Libéraliser la vente d’électricité permettrait à un entrepreneur se voyant refuser le raccordement à Hydro-Québec ou apercevant des tarifs ou des offres plus avantageux du côté de la concurrence de mener à bien son projet sans subir les aléas de la planification de la société d’État.

D’ailleurs, ces modèles de production et de vente indépendantes font le succès d’entreprises québécoises à l’étranger. On peut penser à Innergex, une entreprise longueuilloise, et à son contrat d’approvisionnement de 200 MW avec Amazon en Ohio.

Pour répondre aux besoins en énergie verte du géant du commerce en ligne dans cet État, l’entreprise exploite un parc de plus de 600 000 panneaux solaires. Si Amazon demandait la même entente à Innergex dans son Québec natal, l’entreprise devrait la refuser en raison des lois en vigueur.

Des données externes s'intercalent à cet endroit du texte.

//! Caret-driven editing commands.
//!
//! Input handlers translate key presses into these calls with the caret's
//! section and character offset. Each command applies its mutations through
//! the editor and returns where the caret should go next, or `None` when the
//! handler should let the default behaviour happen.

use crate::editor::Editor;
use crate::error::{Error, Result};
use crate::section::DeleteRange;
use crate::types::SelectionTarget;

fn display_len(editor: &Editor, idx: usize) -> Result<usize> {
    editor
        .document()
        .section(idx)
        .map(|s| s.display_text().chars().count())
        .ok_or(Error::MissingSection(idx))
}

/// Backspace. At the start of a section the paragraph break before it is
/// removed and the caret joins the previous section.
pub fn delete_previous_character(
    editor: &mut Editor,
    idx: usize,
    offset: usize,
) -> Result<Option<SelectionTarget>> {
    if offset > 0 {
        return Ok(None);
    }

    editor.section(idx)?.disable_start_paragraph();
    Ok(idx.checked_sub(1).map(SelectionTarget::SectionEnd))
}

/// Word-wise backspace.
pub fn delete_previous_word(
    editor: &mut Editor,
    idx: usize,
    offset: usize,
) -> Result<Option<SelectionTarget>> {
    if offset > 0 {
        editor.section(idx)?.delete_text(DeleteRange::before(offset));
        return Ok(Some(SelectionTarget::SectionStart(idx)));
    }

    let Some(previous) = idx.checked_sub(1) else {
        return Ok(None);
    };

    editor.section(idx)?.disable_start_paragraph();
    editor.section(previous)?.set_text("");
    Ok(Some(SelectionTarget::SectionStart(previous)))
}

/// Forward delete. At the end of a section the paragraph break after it is
/// removed and the caret joins the next section.
pub fn delete_next_character(
    editor: &mut Editor,
    idx: usize,
    offset: usize,
) -> Result<Option<SelectionTarget>> {
    if offset < display_len(editor, idx)? {
        return Ok(None);
    }

    editor.section(idx)?.disable_end_paragraph();
    let next = idx + 1;
    Ok((next < editor.document().len()).then_some(SelectionTarget::SectionStart(next)))
}

/// Word-wise forward delete.
pub fn delete_next_word(
    editor: &mut Editor,
    idx: usize,
    offset: usize,
) -> Result<Option<SelectionTarget>> {
    if offset < display_len(editor, idx)? {
        editor.section(idx)?.delete_text(DeleteRange::after(offset));
        return Ok(Some(SelectionTarget::SectionEnd(idx)));
    }

    let next = idx + 1;
    if next >= editor.document().len() {
        return Ok(None);
    }

    editor.section(next)?.set_text("");
    editor.section(idx)?.disable_end_paragraph();
    Ok(Some(SelectionTarget::SectionEnd(next)))
}

/// Enter. Breaks the paragraph before the section when the caret is at its
/// start, after it otherwise.
pub fn new_line(editor: &mut Editor, idx: usize, offset: usize) -> Result<()> {
    let mut section = editor.section(idx)?;
    if offset == 0 {
        section.enable_start_paragraph();
    } else {
        section.enable_end_paragraph();
    }
    Ok(())
}
pub mod api;
pub mod bootstrap;
pub mod error;
pub mod fixture;
pub mod state;
pub mod storage;

use tracing_subscriber::{EnvFilter, fmt::time::ChronoLocal};

/// 默认种子数据文件路径
pub const FIXTURE_PATH: &str = "public/data/hackerIpsum.json";

pub async fn run() {
    tracing_subscriber::fmt()
        .with_target(false)
        .with_timer(ChronoLocal::new("%Y-%m-%d %H:%M:%S%.3f".to_string()))
        .with_env_filter(EnvFilter::from_env("KILOVOLT_LOG"))
        .init();

    let db = storage::init_db_from_env().await;

    bootstrap::bootstrap(&db, FIXTURE_PATH).await;

    let app = state::AppState::new(db);

    api::run_server(app).await
}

Dans le contexte actuel de manque de puissance disponible, une telle interdiction démontre sans ambiguïté le caractère anachronique du cadre réglementaire dans le secteur de l’énergie, et la nécessaire ouverture à la concurrence.

Mais les embûches réglementaires ne s’arrêtent pas là.

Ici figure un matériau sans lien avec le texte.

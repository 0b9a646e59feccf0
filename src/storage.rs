mod article_query;
mod article_storage;
mod models;
mod postgres;

pub use self::{
    article_query::ArticleQuery,
    article_storage::ArticleStorage,
    models::{ArticleDraft, ArticleRow},
    postgres::{Db, init_db_from_env, new_db_pool},
};
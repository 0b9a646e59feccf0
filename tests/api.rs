use axum::{
    Router,
    body::{Body, to_bytes},
    extract::Request,
    http::{Response, StatusCode},
};

use kilovolt::{
    api, bootstrap,
    state::AppState,
    storage::{Db, init_db_from_env},
};
use serde_json::json;
use tower::util::ServiceExt;

struct TestApp {
    router: Router,
    db: Db,
}

impl TestApp {
    async fn new() -> Self {
        let db = init_db_from_env().await;

        bootstrap::bootstrap(&db, kilovolt::FIXTURE_PATH).await;

        let router = api::setup_route(AppState::new(db.clone()));

        Self { router, db }
    }

    pub async fn request(&self, req: Request<Body>) -> Response<Body> {
        self.router
            .clone()
            .oneshot(req)
            .await
            .expect("oneshot fail")
    }

    async fn body_text(resp: Response<Body>) -> String {
        let data = to_bytes(resp.into_body(), usize::MAX)
            .await
            .expect("读取数据失败");
        String::from_utf8(data.to_vec()).expect("读取数据失败")
    }
}

impl TestApp {
    async fn article_list(&self, msg: &str) -> Vec<serde_json::Value> {
        let req = Request::get("/articles")
            .body(Body::empty())
            .expect("请求失败");
        let resp = self.request(req).await;
        assert_eq!(StatusCode::OK, resp.status(), "{}", msg);
        let data = to_bytes(resp.into_body(), usize::MAX)
            .await
            .expect("读取数据失败");
        let json: Vec<serde_json::Value> = serde_json::from_slice(&data).expect("反序列化失败");
        json
    }

    async fn article_create(&self, payload: serde_json::Value, msg: &str) -> Response<Body> {
        let req = Request::post("/articles")
            .header("Content-Type", "application/json")
            .body(Body::new(payload.to_string()))
            .expect("请求失败");
        let resp = self.request(req).await;
        assert_ne!(
            StatusCode::INTERNAL_SERVER_ERROR,
            resp.status(),
            "{}",
            msg
        );
        resp
    }

    async fn article_update(&self, id: i64, payload: serde_json::Value, msg: &str) {
        let req = Request::put(format!("/articles/{id}"))
            .header("Content-Type", "application/json")
            .body(Body::new(payload.to_string()))
            .expect("请求失败");
        let resp = self.request(req).await;
        assert_eq!(StatusCode::OK, resp.status(), "{}", msg);
        assert_eq!("Update complete", Self::body_text(resp).await, "{}", msg);
    }

    async fn article_delete(&self, id: i64, msg: &str) {
        let req = Request::delete(format!("/articles/{id}"))
            .body(Body::empty())
            .expect("请求失败");
        let resp = self.request(req).await;
        assert_eq!(StatusCode::OK, resp.status(), "{}", msg);
        assert_eq!("Delete complete", Self::body_text(resp).await, "{}", msg);
    }

    async fn articles_clear(&self, msg: &str) {
        let req = Request::delete("/articles")
            .body(Body::empty())
            .expect("请求失败");
        let resp = self.request(req).await;
        assert_eq!(StatusCode::OK, resp.status(), "{}", msg);
        assert_eq!("Delete complete", Self::body_text(resp).await, "{}", msg);
    }

    async fn author_count(&self) -> i64 {
        sqlx::query_scalar("SELECT COUNT(*) FROM authors")
            .fetch_one(&self.db)
            .await
            .expect("统计作者失败")
    }
}

fn payload(author: &str, title: &str) -> serde_json::Value {
    json!({
        "author": author,
        "authorUrl": "http://example.com",
        "title": title,
        "category": "test",
        "publishedOn": "2024-03-01",
        "body": "test body"
    })
}

#[tokio::test]
#[ignore = "API测试 依赖真实数据库"]
async fn test_api() {
    let app = TestApp::new().await;

    // 引导后 fixture 数据可见
    {
        let data = app.article_list("引导后应能查到种子文章").await;
        assert!(!data.is_empty());

        let seeded = data
            .iter()
            .find(|row| row["title"] == "T1")
            .expect("种子文章 T1 应存在");
        assert_eq!(seeded["author"], "A. Hacker");
        assert_eq!(seeded["authorUrl"], "http://x");
        assert_eq!(seeded["publishedOn"], "2020-01-01");
    }

    // 引导幂等：重复执行不改变文章数与作者数
    {
        let articles_before = app.article_list("幂等检查前查询").await.len();
        let authors_before = app.author_count().await;

        bootstrap::bootstrap(&app.db, kilovolt::FIXTURE_PATH).await;

        let articles_after = app.article_list("幂等检查后查询").await.len();
        assert_eq!(articles_before, articles_after, "非空表不应重复填充");
        assert_eq!(authors_before, app.author_count().await, "作者名不应重复");
    }

    // 创建后查询应恰好多出一行，且作者联表正确
    {
        let before = app.article_list("创建前查询").await.len();

        let resp = app
            .article_create(payload("Test Author", "created-by-test"), "创建文章")
            .await;
        assert_eq!(StatusCode::OK, resp.status());
        assert_eq!("insert complete", TestApp::body_text(resp).await);

        let data = app.article_list("创建后查询").await;
        assert_eq!(before + 1, data.len());

        let created: Vec<_> = data
            .iter()
            .filter(|row| row["title"] == "created-by-test")
            .collect();
        assert_eq!(1, created.len(), "应恰好新增一行");
        assert_eq!(created[0]["author"], "Test Author");
    }

    // 相同作者名再创建：不产生重复作者行，复用既有 author_id
    {
        let authors_before = app.author_count().await;

        app.article_create(payload("Test Author", "created-by-test-2"), "复用作者")
            .await;

        assert_eq!(
            authors_before,
            app.author_count().await,
            "不应产生重复作者行"
        );

        let data = app.article_list("复用作者后查询").await;
        let first = data
            .iter()
            .find(|row| row["title"] == "created-by-test")
            .expect("第一篇应存在");
        let second = data
            .iter()
            .find(|row| row["title"] == "created-by-test-2")
            .expect("第二篇应存在");
        assert_eq!(
            first["author_id"], second["author_id"],
            "两篇文章应指向同一作者"
        );
    }

    // 更新文章及其作者
    {
        let data = app.article_list("更新前查询").await;
        let row = data
            .iter()
            .find(|row| row["title"] == "created-by-test")
            .expect("待更新文章应存在");
        let article_id = row["article_id"].as_i64().expect("article_id 应为整数");
        let author_id = row["author_id"].as_i64().expect("author_id 应为整数");

        app.article_update(
            article_id,
            json!({
                "author": "Test Author",
                "authorUrl": "http://example.com/updated",
                "author_id": author_id,
                "title": "updated-by-test",
                "category": "test",
                "publishedOn": "2024-03-02",
                "body": "updated body"
            }),
            "更新文章",
        )
        .await;

        let data = app.article_list("更新后查询").await;
        let updated = data
            .iter()
            .find(|row| row["article_id"].as_i64() == Some(article_id))
            .expect("更新后的文章应存在");
        assert_eq!(updated["title"], "updated-by-test");
        assert_eq!(updated["authorUrl"], "http://example.com/updated");
    }

    // 删除不存在的 ID：成功返回，行数不变
    {
        let before = app.article_list("删除前查询").await.len();
        app.article_delete(999_999_999, "删除不存在的文章").await;
        let after = app.article_list("删除后查询").await.len();
        assert_eq!(before, after, "不存在的 ID 不应影响行数");
    }

    // 按 ID 删除单篇
    {
        let data = app.article_list("单删前查询").await;
        let row = data
            .iter()
            .find(|row| row["title"] == "updated-by-test")
            .expect("待删除文章应存在");
        let article_id = row["article_id"].as_i64().expect("article_id 应为整数");

        app.article_delete(article_id, "删除单篇文章").await;

        let data = app.article_list("单删后查询").await;
        assert!(
            data.iter()
                .all(|row| row["article_id"].as_i64() != Some(article_id)),
            "删除后不应再查到该行"
        );
    }

    // 清空全部文章
    {
        app.articles_clear("清空文章").await;
        let data = app.article_list("清空后查询").await;
        assert!(data.is_empty(), "清空后应返回空数组");
    }

    // 非空表不补齐：只写入一行后再次引导，种子数据不应回填
    {
        app.article_create(payload("Partial Author", "only-row"), "写入单行")
            .await;

        bootstrap::bootstrap(&app.db, kilovolt::FIXTURE_PATH).await;

        let data = app.article_list("再次引导后查询").await;
        assert_eq!(1, data.len(), "非空表不应被补齐");
        assert_eq!(data[0]["title"], "only-row");

        // 收尾恢复种子数据
        app.articles_clear("清空文章").await;
        bootstrap::bootstrap(&app.db, kilovolt::FIXTURE_PATH).await;
    }
}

Fait méconnu : certains barrages du Québec appartiennent à des producteurs indépendants. À moins que ceux-ci n’utilisent eux-mêmes leur capacité, ils sont contraints de vendre leur énergie à Hydro-Québec.

Or, une loi interdit aux propriétaires de barrages indépendants de vendre leur électricité à Hydro-Québec si leur barrage a une puissance de production supérieure à 50 MW.

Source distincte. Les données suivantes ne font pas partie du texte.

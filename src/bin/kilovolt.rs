// 使用 mimalloc 作为全局内存分配器
#[global_allocator]
static GLOBAL: mimalloc::MiMalloc = mimalloc::MiMalloc;

#[tokio::main]
async fn main() {
    kilovolt::run().await;
}
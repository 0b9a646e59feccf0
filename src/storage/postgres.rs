use std::{env, time::Duration};

use sqlx::postgres::PgPoolOptions;

/// 数据库连接池类型
pub type Db = sqlx::PgPool;

/// 从环境变量 `DATABASE_URL` 初始化数据库连接池
pub async fn init_db_from_env() -> Db {
    let conn_url = env::var("DATABASE_URL").expect("环境变量: `DATABASE_URL`: NotPresent");
    new_db_pool(&conn_url)
        .await
        .expect("Failed to connect to PostgreSQL")
}

/// 根据连接 URL 创建新的数据库连接池
///
/// 连接池取代了单一共享连接：每个请求从池中独立获取连接，
/// 用完立即归还。
pub async fn new_db_pool(conn_url: &str) -> Result<Db, sqlx::Error> {
    PgPoolOptions::new()
        .idle_timeout(Duration::from_secs(60))
        .max_lifetime(Duration::from_secs(1500))
        .max_connections(10)
        .acquire_timeout(Duration::from_secs(2))
        .test_before_acquire(true)
        .min_connections(2)
        .connect(conn_url)
        .await
}
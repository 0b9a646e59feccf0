use chrono::NaiveDate;
use serde::Serialize;

/// 文章与作者联表后的完整行
///
/// 序列化时字段名与数据库列名保持一致（含 camelCase 引号列）。
#[derive(Debug, Serialize, sqlx::FromRow)]
pub struct ArticleRow {
    /// 文章 ID
    pub article_id: i32,
    /// 作者 ID（外键）
    pub author_id: i32,
    /// 标题
    pub title: String,
    /// 可选分类
    pub category: Option<String>,
    /// 可选发布日期
    #[serde(rename = "publishedOn")]
    pub published_on: Option<NaiveDate>,
    /// 正文
    pub body: String,
    /// 作者名称
    pub author: String,
    /// 可选作者主页
    #[serde(rename = "authorUrl")]
    pub author_url: Option<String>,
}

/// 写入文章时的字段集合，不含任何 ID
#[derive(Debug)]
pub struct ArticleDraft {
    pub title: String,
    pub category: Option<String>,
    pub published_on: Option<NaiveDate>,
    pub body: String,
}
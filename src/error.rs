use std::io;

use axum::Json;
use axum::http::StatusCode;
use axum::response::IntoResponse;
use serde_json::json;

pub type Result<T> = core::result::Result<T, Error>;

#[derive(Debug, thiserror::Error)]
pub enum ApiError {
    #[error("author not found: {0}")]
    AuthorNotFound(String),
}

#[derive(Debug, thiserror::Error)]
pub enum Error {
    #[error(transparent)]
    Sqlx(#[from] sqlx::Error),

    #[error(transparent)]
    Serde(#[from] serde_json::Error),

    #[error(transparent)]
    ApiError(#[from] ApiError),

    #[error(transparent)]
    Io(#[from] io::Error),
}

impl IntoResponse for Error {
    fn into_response(self) -> axum::response::Response {
        match self {
            Error::Sqlx(e) => {
                tracing::error!(%e, "sqlx error");
                (StatusCode::INTERNAL_SERVER_ERROR, "Internal Server Error")
            }
            .into_response(),
            Error::ApiError(api_error) => match api_error {
                ApiError::AuthorNotFound(name) => (
                    StatusCode::UNPROCESSABLE_ENTITY,
                    Json(json!({ "error": format!("author not found: {name}") })),
                )
                    .into_response(),
            },
            Error::Serde(e) => (StatusCode::BAD_REQUEST, e.to_string()).into_response(),
            Error::Io(e) => {
                tracing::error!(%e, "file io error");
                (StatusCode::INTERNAL_SERVER_ERROR, "Internal Server Error")
            }
            .into_response(),
        }
    }
}
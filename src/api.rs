mod articles;

use std::env;

use axum::Router;
use tower_http::services::{ServeDir, ServeFile};
use tower_http::trace::TraceLayer;
use tracing::instrument;

use crate::state::AppState;

/// 设置应用的路由。
///
/// 将文章 CRUD 接口与 `public/` 静态资源组合在一起，并绑定应用状态。
pub fn setup_route(app: AppState) -> Router {
    Router::new()
        .merge(articles::setup_route())
        .route_service("/new", ServeFile::new("public/new.html"))
        .fallback_service(ServeDir::new("public"))
        .with_state(app)
}

/// 启动 HTTP 服务，并使用给定的路由处理请求。
///
/// 监听端口取自环境变量 `PORT`，缺省为 3000。
#[instrument(name = "http server", skip_all)]
pub async fn run_server_with_router(router: Router) {
    let port = port_from_env();
    let listener = tokio::net::TcpListener::bind(("0.0.0.0", port))
        .await
        .unwrap_or_else(|e| panic!("Failed to bind TCP listener on 0.0.0.0:{port}: {e}"));

    tracing::info!("listening on :{port}");

    axum::serve(listener, router)
        .await
        .expect("Failed to start Axum server");
}

/// 启动 HTTP 服务，自动设置路由和中间件。
///
/// 1. 生成路由
/// 2. 添加日志和追踪中间件
/// 3. 启动服务器
pub async fn run_server(app: AppState) {
    let router = setup_route(app);
    let router = add_middlewares(router);
    run_server_with_router(router).await
}

fn port_from_env() -> u16 {
    env::var("PORT")
        .ok()
        .and_then(|p| p.parse().ok())
        .unwrap_or(3000)
}

/// 为路由添加中间件，包括请求追踪和失败日志记录。
///
/// 日志记录会在请求失败时输出错误信息。
fn add_middlewares(router: Router) -> Router {
    fn log_failure(
        err: tower_http::classify::ServerErrorsFailureClass,
        _latency: std::time::Duration,
        _span: &tracing::Span,
    ) {
        tracing::error!(error = %err, "request failed");
    }

    router.layer(
        TraceLayer::new_for_http()
            .on_failure(log_failure)
            .on_request(|_req: &_, _span: &tracing::Span| {
                // 空实现，关闭请求日志
            }),
    )
}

Cela signifie que, malgré les nouveaux besoins en approvisionnement de notre monopole d’État, un producteur ayant développé une expertise dans le domaine se voit limité dans ses réponses aux appels d’offres d’Hydro.

Étant donné la proximité de potentiels barrages avec leur territoire, les communautés autochtones pourraient largement contribuer à la production de nouvelles sources d’électricité, développant ainsi l’économie locale.

La contribution des Premières Nations en matière d’énergie prend d’ailleurs forme dans la province, comme on peut le voir avec le projet éolien Apuiat.

Le développement économique des prochaines décennies nécessite de nouvelles sources d’approvisionnement énergétique. La machine qu’est Hydro-Québec semble s’essouffler devant la tâche colossale, mais incontournable d’assurer l’approvisionnement électrique nécessaire pour répondre à la demande croissante. Les producteurs indépendants doivent pouvoir contribuer à cet effort.

Pour garantir une transition réglementaire et légale, le projet de loi sur l’énergie prévu dès cet automne devra ouvrir le secteur de l’électricité à davantage de concurrence.

Le ministre a ouvert la porte ce printemps, et il est maintenant temps pour lui d’en franchir le pas.

Gabriel Giguère est analyste en politiques publiques à l’IEDM et l’auteur de « Deux obstacles à la libéralisation du secteur de l’électricité ». Il signe ce texte à titre personnel.